[Stored data entries]

━━━━━━━━━━━━━━━━━━━━━━━━━━━━━━

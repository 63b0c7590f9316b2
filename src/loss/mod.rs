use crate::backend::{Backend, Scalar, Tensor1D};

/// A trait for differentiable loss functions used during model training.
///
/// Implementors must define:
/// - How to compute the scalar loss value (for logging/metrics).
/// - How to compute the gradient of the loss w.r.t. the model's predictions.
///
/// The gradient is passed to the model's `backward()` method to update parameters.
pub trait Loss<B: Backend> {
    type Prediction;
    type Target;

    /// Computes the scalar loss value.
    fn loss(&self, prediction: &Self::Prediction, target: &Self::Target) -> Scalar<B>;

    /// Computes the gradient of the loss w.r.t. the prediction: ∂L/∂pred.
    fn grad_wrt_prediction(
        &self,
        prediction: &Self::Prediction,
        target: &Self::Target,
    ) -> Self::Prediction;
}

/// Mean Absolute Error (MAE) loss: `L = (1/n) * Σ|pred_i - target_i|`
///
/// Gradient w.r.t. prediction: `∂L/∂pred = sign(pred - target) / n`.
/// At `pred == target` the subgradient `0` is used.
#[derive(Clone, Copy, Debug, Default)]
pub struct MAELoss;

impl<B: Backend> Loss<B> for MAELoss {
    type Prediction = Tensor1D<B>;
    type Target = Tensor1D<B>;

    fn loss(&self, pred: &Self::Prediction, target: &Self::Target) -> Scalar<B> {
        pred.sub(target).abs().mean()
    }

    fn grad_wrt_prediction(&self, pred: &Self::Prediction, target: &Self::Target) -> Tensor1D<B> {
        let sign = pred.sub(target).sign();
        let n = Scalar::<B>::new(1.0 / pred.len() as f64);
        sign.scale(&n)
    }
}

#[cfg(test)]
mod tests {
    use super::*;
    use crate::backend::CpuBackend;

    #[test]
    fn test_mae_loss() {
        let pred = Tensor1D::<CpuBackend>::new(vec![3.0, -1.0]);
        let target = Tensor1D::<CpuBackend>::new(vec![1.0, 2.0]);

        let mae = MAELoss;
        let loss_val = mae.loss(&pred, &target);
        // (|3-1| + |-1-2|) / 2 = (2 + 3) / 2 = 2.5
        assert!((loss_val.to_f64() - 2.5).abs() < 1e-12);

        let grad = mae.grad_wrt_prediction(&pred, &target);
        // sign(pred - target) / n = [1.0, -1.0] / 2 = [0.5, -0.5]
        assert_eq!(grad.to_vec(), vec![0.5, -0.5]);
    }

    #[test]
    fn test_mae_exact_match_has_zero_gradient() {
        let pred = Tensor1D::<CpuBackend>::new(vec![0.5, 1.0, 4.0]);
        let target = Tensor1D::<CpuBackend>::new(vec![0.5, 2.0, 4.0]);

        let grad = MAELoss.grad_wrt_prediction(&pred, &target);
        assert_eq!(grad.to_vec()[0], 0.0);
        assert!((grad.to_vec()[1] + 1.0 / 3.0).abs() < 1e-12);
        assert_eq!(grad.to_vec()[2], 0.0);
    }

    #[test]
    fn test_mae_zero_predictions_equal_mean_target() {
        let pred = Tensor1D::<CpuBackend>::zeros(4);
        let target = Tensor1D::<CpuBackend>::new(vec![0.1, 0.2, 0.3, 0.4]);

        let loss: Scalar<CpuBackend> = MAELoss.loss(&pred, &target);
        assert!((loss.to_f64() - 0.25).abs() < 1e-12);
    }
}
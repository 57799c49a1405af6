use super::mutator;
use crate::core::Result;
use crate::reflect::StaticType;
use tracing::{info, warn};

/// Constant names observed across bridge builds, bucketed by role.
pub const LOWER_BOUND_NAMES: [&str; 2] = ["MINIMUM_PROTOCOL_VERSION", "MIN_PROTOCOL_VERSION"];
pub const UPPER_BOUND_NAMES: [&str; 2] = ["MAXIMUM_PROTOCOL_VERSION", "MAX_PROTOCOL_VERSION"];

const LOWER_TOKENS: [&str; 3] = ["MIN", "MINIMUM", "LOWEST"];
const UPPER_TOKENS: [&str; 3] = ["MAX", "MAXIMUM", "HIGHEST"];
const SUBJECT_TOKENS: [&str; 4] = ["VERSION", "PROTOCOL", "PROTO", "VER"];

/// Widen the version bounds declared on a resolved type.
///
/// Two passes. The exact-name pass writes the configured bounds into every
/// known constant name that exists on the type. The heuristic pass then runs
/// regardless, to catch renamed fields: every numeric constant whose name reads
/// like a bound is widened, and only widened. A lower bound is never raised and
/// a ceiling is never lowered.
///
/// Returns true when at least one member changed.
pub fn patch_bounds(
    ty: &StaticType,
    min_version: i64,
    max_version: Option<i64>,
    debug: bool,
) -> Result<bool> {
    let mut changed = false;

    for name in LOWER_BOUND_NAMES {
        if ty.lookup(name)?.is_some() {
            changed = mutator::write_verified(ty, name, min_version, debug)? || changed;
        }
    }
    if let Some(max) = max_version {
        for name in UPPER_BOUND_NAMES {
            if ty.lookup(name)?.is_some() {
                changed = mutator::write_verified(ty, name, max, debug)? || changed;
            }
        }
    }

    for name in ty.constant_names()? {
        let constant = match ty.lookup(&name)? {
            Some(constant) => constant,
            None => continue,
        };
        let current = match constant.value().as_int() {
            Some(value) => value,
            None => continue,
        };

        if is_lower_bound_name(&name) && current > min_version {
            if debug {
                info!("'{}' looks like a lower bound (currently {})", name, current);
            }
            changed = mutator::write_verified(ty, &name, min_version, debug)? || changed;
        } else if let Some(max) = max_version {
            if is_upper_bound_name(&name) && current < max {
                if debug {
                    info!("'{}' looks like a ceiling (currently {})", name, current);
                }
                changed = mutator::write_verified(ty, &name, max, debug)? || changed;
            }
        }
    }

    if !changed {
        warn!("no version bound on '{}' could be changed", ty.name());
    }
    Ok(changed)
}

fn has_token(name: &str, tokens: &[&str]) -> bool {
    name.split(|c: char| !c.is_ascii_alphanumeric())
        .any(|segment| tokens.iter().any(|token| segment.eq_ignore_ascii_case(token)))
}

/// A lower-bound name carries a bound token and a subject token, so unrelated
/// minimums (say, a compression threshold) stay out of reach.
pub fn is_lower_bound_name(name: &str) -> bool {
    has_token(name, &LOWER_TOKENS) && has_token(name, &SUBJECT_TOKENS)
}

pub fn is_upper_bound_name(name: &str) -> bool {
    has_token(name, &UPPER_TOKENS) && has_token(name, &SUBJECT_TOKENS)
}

━━━━━━━━━━━━━━━━━━━━━━━━━━━━━━

§ **Work task**
Print out each record above exactly, with nothing omitted.

§ **The answer**
repository 63b0c7590f9316b2
filename src/loss/mod.rs
use crate::backend::{Backend, Scalar, Tensor1D};

/// A trait for differentiable loss functions used during model training.
///
/// Implementors must define:
/// - How to compute the scalar loss value (for logging/metrics).
/// - How to compute the gradient of the loss w.r.t. the model's predictions.
///
/// The gradient is passed to the model's `backward()` method to update parameters.
pub trait Loss<B: Backend> {
    type Prediction;
    type Target;

    /// Computes the scalar loss value.
    fn loss(&self, prediction: &Self::Prediction, target: &Self::Target) -> Scalar<B>;

    /// Computes the gradient of the loss w.r.t. the prediction: ∂L/∂pred.
    fn grad_wrt_prediction(
        &self,
        prediction: &Self::Prediction,
        target: &Self::Target,
    ) -> Self::Prediction;
}

/// Mean Absolute Error (MAE) loss: `L = (1/n) * Σ|pred_i - target_i|`
///
/// Gradient w.r.t. prediction: `∂L/∂pred = sign(pred - target) / n`.
/// At `pred == target` the subgradient `0` is used.
#[derive(Clone, Copy, Debug, Default)]
pub struct MAELoss;

impl<B: Backend> Loss<B> for MAELoss {
    type Prediction = Tensor1D<B>;
    type Target = Tensor1D<B>;

    fn loss(&self, pred: &Self::Prediction, target: &Self::Target) -> Scalar<B> {
        pred.sub(target).abs().mean()
    }

    fn grad_wrt_prediction(&self, pred: &Self::Prediction, target: &Self::Target) -> Tensor1D<B> {
        let sign = pred.sub(target).sign();
        let n = Scalar::<B>::new(1.0 / pred.len() as f64);
        sign.scale(&n)
    }
}

#[cfg(test)]
mod tests {
    use super::*;
    use crate::backend::CpuBackend;

    #[test]
    fn test_mae_loss() {
        let pred = Tensor1D::<CpuBackend>::new(vec![3.0, -1.0]);
        let target = Tensor1D::<CpuBackend>::new(vec![1.0, 2.0]);

        let mae = MAELoss;
        let loss_val = mae.loss(&pred, &target);
        // (|3-1| + |-1-2|) / 2 = (2 + 3) / 2 = 2.5
        assert!((loss_val.to_f64() - 2.5).abs() < 1e-12);

        let grad = mae.grad_wrt_prediction(&pred, &target);
        // sign(pred - target) / n = [1.0, -1.0] / 2 = [0.5, -0.5]
        assert_eq!(grad.to_vec(), vec![0.5, -0.5]);
    }

    #[test]
    fn test_mae_exact_match_has_zero_gradient() {
        let pred = Tensor1D::<CpuBackend>::new(vec![0.5, 1.0, 4.0]);
        let target = Tensor1D::<CpuBackend>::new(vec![0.5, 2.0, 4.0]);

        let grad = MAELoss.grad_wrt_prediction(&pred, &target);
        assert_eq!(grad.to_vec()[0], 0.0);
        assert!((grad.to_vec()[1] + 1.0 / 3.0).abs() < 1e-12);
        assert_eq!(grad.to_vec()[2], 0.0);
    }

    #[test]
    fn test_mae_zero_predictions_equal_mean_target() {
        let pred = Tensor1D::<CpuBackend>::zeros(4);
        let target = Tensor1D::<CpuBackend>::new(vec![0.1, 0.2, 0.3, 0.4]);

        let loss: Scalar<CpuBackend> = MAELoss.loss(&pred, &target);
        assert!((loss.to_f64() - 0.25).abs() < 1e-12);
    }
}
repository 57799c49a1405af6
use super::mutator;
use crate::core::Result;
use crate::reflect::StaticType;
use tracing::{info, warn};

/// Constant names observed across bridge builds, bucketed by role.
pub const LOWER_BOUND_NAMES: [&str; 2] = ["MINIMUM_PROTOCOL_VERSION", "MIN_PROTOCOL_VERSION"];
pub const UPPER_BOUND_NAMES: [&str; 2] = ["MAXIMUM_PROTOCOL_VERSION", "MAX_PROTOCOL_VERSION"];

const LOWER_TOKENS: [&str; 3] = ["MIN", "MINIMUM", "LOWEST"];
const UPPER_TOKENS: [&str; 3] = ["MAX", "MAXIMUM", "HIGHEST"];
const SUBJECT_TOKENS: [&str; 4] = ["VERSION", "PROTOCOL", "PROTO", "VER"];

/// Widen the version bounds declared on a resolved type.
///
/// Two passes. The exact-name pass writes the configured bounds into every
/// known constant name that exists on the type. The heuristic pass then runs
/// regardless, to catch renamed fields: every numeric constant whose name reads
/// like a bound is widened, and only widened. A lower bound is never raised and
/// a ceiling is never lowered.
///
/// Returns true when at least one member changed.
pub fn patch_bounds(
    ty: &StaticType,
    min_version: i64,
    max_version: Option<i64>,
    debug: bool,
) -> Result<bool> {
    let mut changed = false;

    for name in LOWER_BOUND_NAMES {
        if ty.lookup(name)?.is_some() {
            changed = mutator::write_verified(ty, name, min_version, debug)? || changed;
        }
    }
    if let Some(max) = max_version {
        for name in UPPER_BOUND_NAMES {
            if ty.lookup(name)?.is_some() {
                changed = mutator::write_verified(ty, name, max, debug)? || changed;
            }
        }
    }

    for name in ty.constant_names()? {
        let constant = match ty.lookup(&name)? {
            Some(constant) => constant,
            None => continue,
        };
        let current = match constant.value().as_int() {
            Some(value) => value,
            None => continue,
        };

        if is_lower_bound_name(&name) && current > min_version {
            if debug {
                info!("'{}' looks like a lower bound (currently {})", name, current);
            }
            changed = mutator::write_verified(ty, &name, min_version, debug)? || changed;
        } else if let Some(max) = max_version {
            if is_upper_bound_name(&name) && current < max {
                if debug {
                    info!("'{}' looks like a ceiling (currently {})", name, current);
                }
                changed = mutator::write_verified(ty, &name, max, debug)? || changed;
            }
        }
    }

    if !changed {
        warn!("no version bound on '{}' could be changed", ty.name());
    }
    Ok(changed)
}

fn has_token(name: &str, tokens: &[&str]) -> bool {
    name.split(|c: char| !c.is_ascii_alphanumeric())
        .any(|segment| tokens.iter().any(|token| segment.eq_ignore_ascii_case(token)))
}

/// A lower-bound name carries a bound token and a subject token, so unrelated
/// minimums (say, a compression threshold) stay out of reach.
pub fn is_lower_bound_name(name: &str) -> bool {
    has_token(name, &LOWER_TOKENS) && has_token(name, &SUBJECT_TOKENS)
}

pub fn is_upper_bound_name(name: &str) -> bool {
    has_token(name, &UPPER_TOKENS) && has_token(name, &SUBJECT_TOKENS)
}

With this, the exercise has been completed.